Прапор

В хлопотах по оформлению собственности, а потом и по ее сносу быстро прошли осенние месяцы, и наступила ранняя зима. Снег выпал в ноябре, в тот самый момент, когда на участок Доктора въехали строители. Поставили бытовку, но начать стройку они не могли из-за отсутствия электричества.

Тогда-то Доктор и познакомился со вторым соседом – не с тем, который был в пиджаке с галстуком, а со вторым – в застиранных военных обносках.

Еще тогда – при первой встрече – он показался ему знакомым: так сильно на кого-то смахивал. И только позже, приехав домой, сообразил, что дед тот, как две капли воды, был похож на каптерщика – прапорщика, из-за которого он в академии отсидел десять суток на гауптвахте за так называемые «неуставные отношения», выражающиеся в неуважении к должностному лицу. Так было объявлено в приказе.

А проще говоря, Доктор покрыл новоиспеченного прапорщика, как говорится, всеми падежами, когда на второй день после получения «новых» сапог, от них в дождь отвалилась подошва. Те самые сапоги «с гнильцой» Доктору достались оттого, что ушлый каптерщик «заимствовал» новое обмундирование и обувь у курсантов, выдавая взамен бэушное. И в этот па-мятный день, прошлепав «разутыми» ногами по лужам, наш герой навестил «хозяйственного» прапора. Тот сидел на своем «складике», и, сопя носом от усердия, пришивал к своему мундиру вместо старых – старшинских – новые прапорские погоны со звездочками.

– Что, сволочь, ты, форменная, за воровство звездочки прапора заслужил? Что же это ты за сапоги мне выдал? Я же из-за тебя в дождь босиком по улице топал! – выпалил сгоряча Доктор сразу, что пришло на ум. «Сволочь форменная» вначале оторопел и от неожиданности как-то жалобно возопил:

– Какая же я сволочь? Что получил, то и выдаю.
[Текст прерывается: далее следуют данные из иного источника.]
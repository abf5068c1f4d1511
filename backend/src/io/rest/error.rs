//! Translation of domain errors into HTTP responses.

use axum::extract::rejection::JsonRejection;
use axum::http::StatusCode;
use axum::response::{IntoResponse, Json, Response};
use tracing::{error, warn};

use crate::domain::error::DomainError;
use shared::MessageResponse;

/// Wrapper that lets handlers return domain errors with `?`.
///
/// Validation errors serialize as the bare field-keyed mapping; everything
/// else uses the `{"message": ...}` envelope.
#[derive(Debug)]
pub enum ApiError {
    /// An error raised by a domain service
    Domain(DomainError),
    /// The request body could not be parsed into the expected shape
    BadRequestBody(String),
}

impl From<DomainError> for ApiError {
    fn from(err: DomainError) -> Self {
        Self::Domain(err)
    }
}

impl From<JsonRejection> for ApiError {
    fn from(rejection: JsonRejection) -> Self {
        Self::BadRequestBody(rejection.body_text())
    }
}

impl IntoResponse for ApiError {
    fn into_response(self) -> Response {
        let domain_err = match self {
            Self::Domain(err) => err,
            Self::BadRequestBody(message) => {
                warn!("Request rejected: {}", message);
                return (StatusCode::BAD_REQUEST, Json(MessageResponse::new(message)))
                    .into_response();
            }
        };

        match domain_err {
            DomainError::Validation(errors) => {
                warn!("Request rejected: validation failed: {}", errors);
                (StatusCode::BAD_REQUEST, Json(errors)).into_response()
            }
            DomainError::NotAssociated(message) => {
                warn!("Request rejected: {}", message);
                (StatusCode::BAD_REQUEST, Json(MessageResponse::new(message))).into_response()
            }
            DomainError::NotFound(message) => {
                warn!("Request rejected: {}", message);
                (StatusCode::NOT_FOUND, Json(MessageResponse::new(message))).into_response()
            }
            DomainError::Conflict(message) => {
                warn!("Request rejected: {}", message);
                (StatusCode::CONFLICT, Json(MessageResponse::new(message))).into_response()
            }
            DomainError::Storage(source) => {
                error!("Storage failure while handling request: {:#}", source);
                (
                    StatusCode::INTERNAL_SERVER_ERROR,
                    Json(MessageResponse::new("Internal server error")),
                )
                    .into_response()
            }
        }
    }
}

#[cfg(test)]
mod tests {
    use super::*;
    use crate::domain::error::FieldErrors;
    use axum::body::to_bytes;

    async fn body_json(response: Response) -> serde_json::Value {
        let bytes = to_bytes(response.into_body(), usize::MAX)
            .await
            .expect("Failed to read body");
        serde_json::from_slice(&bytes).expect("Body should be JSON")
    }

    #[tokio::test]
    async fn test_validation_maps_to_bad_request_with_field_mapping() {
        let mut errors = FieldErrors::new();
        errors.add("email", "Missing data for required field.");

        let response = ApiError::from(DomainError::Validation(errors)).into_response();
        assert_eq!(response.status(), StatusCode::BAD_REQUEST);

        let json = body_json(response).await;
        assert_eq!(
            json,
            serde_json::json!({"email": ["Missing data for required field."]})
        );
    }

    #[tokio::test]
    async fn test_not_found_maps_to_404_with_message() {
        let response = ApiError::from(DomainError::not_found("User", 42)).into_response();
        assert_eq!(response.status(), StatusCode::NOT_FOUND);

        let json = body_json(response).await;
        assert_eq!(json, serde_json::json!({"message": "User not found: 42"}));
    }

    #[tokio::test]
    async fn test_conflict_maps_to_409() {
        let response =
            ApiError::from(DomainError::Conflict("Email is already in use.".to_string()))
                .into_response();
        assert_eq!(response.status(), StatusCode::CONFLICT);
    }

    #[tokio::test]
    async fn test_not_associated_maps_to_400() {
        let response = ApiError::from(DomainError::NotAssociated(
            "Product not in this order".to_string(),
        ))
        .into_response();
        assert_eq!(response.status(), StatusCode::BAD_REQUEST);

        let json = body_json(response).await;
        assert_eq!(json, serde_json::json!({"message": "Product not in this order"}));
    }

    #[tokio::test]
    async fn test_bad_request_body_maps_to_400_with_message() {
        let response =
            ApiError::BadRequestBody("user_id: invalid type".to_string()).into_response();
        assert_eq!(response.status(), StatusCode::BAD_REQUEST);

        let json = body_json(response).await;
        assert_eq!(json, serde_json::json!({"message": "user_id: invalid type"}));
    }

    #[tokio::test]
    async fn test_storage_maps_to_500_without_details() {
        let response =
            ApiError::from(DomainError::Storage(anyhow::anyhow!("disk on fire"))).into_response();
        assert_eq!(response.status(), StatusCode::INTERNAL_SERVER_ERROR);

        let json = body_json(response).await;
        assert_eq!(json, serde_json::json!({"message": "Internal server error"}));
    }
}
Но тут же опомнился и немедленно побежал писать рапорт начальнику факультета. И в итоге, уже через неделю Доктор сидел на гарнизонной гауптвахте, считая себя пострадавшим за правду. Хотя, если разобраться, он еще с суворовских лет был несдержан на язык. За что и страдал довольно часто. Но то, что прощалось воспитаннику-суворовцу, не прошло даром слушателю академии. Хотя, немного поостыв, он долго клял себя за несдержанность, рассудив, что конечно погорячился, вместо того, чтобы написать на жуликоватого прапора рапорт. Но, все же, справедливость восторжествовала, и прапорщика того в скором времени с позором уволили. После того, как милиция задержала его на одном из московских рынков, куда он приехал в очередной раз с тремя парами новеньких сапог на продажу...

Ну, а когда новый каптерщик стал разбирать барахло своего предшественника, то был так ошарашен, что решил на всякий случай вызвать особиста. А то ведь за некоторые штучки, что оказались в прапорском хозяйстве, можно было и пострадать. И чего там только не было! Ну, разве, только что танка Т-34. Все остальное имелось в наличии: пара ржавых штыков времен первой мировой войны, ящик стреляных гильз вперемешку с поржавевшими, но еще не стреляными патронами, гнилые запалы от гранат. И даже немецкий Фауст патрон. Разумеется, не считая старых сапог, подметок, подковок, гвоздей, обмундирования вперемежку с кипами белья и даже продуктов – почти полный ящик тушенки и сгущенного молока.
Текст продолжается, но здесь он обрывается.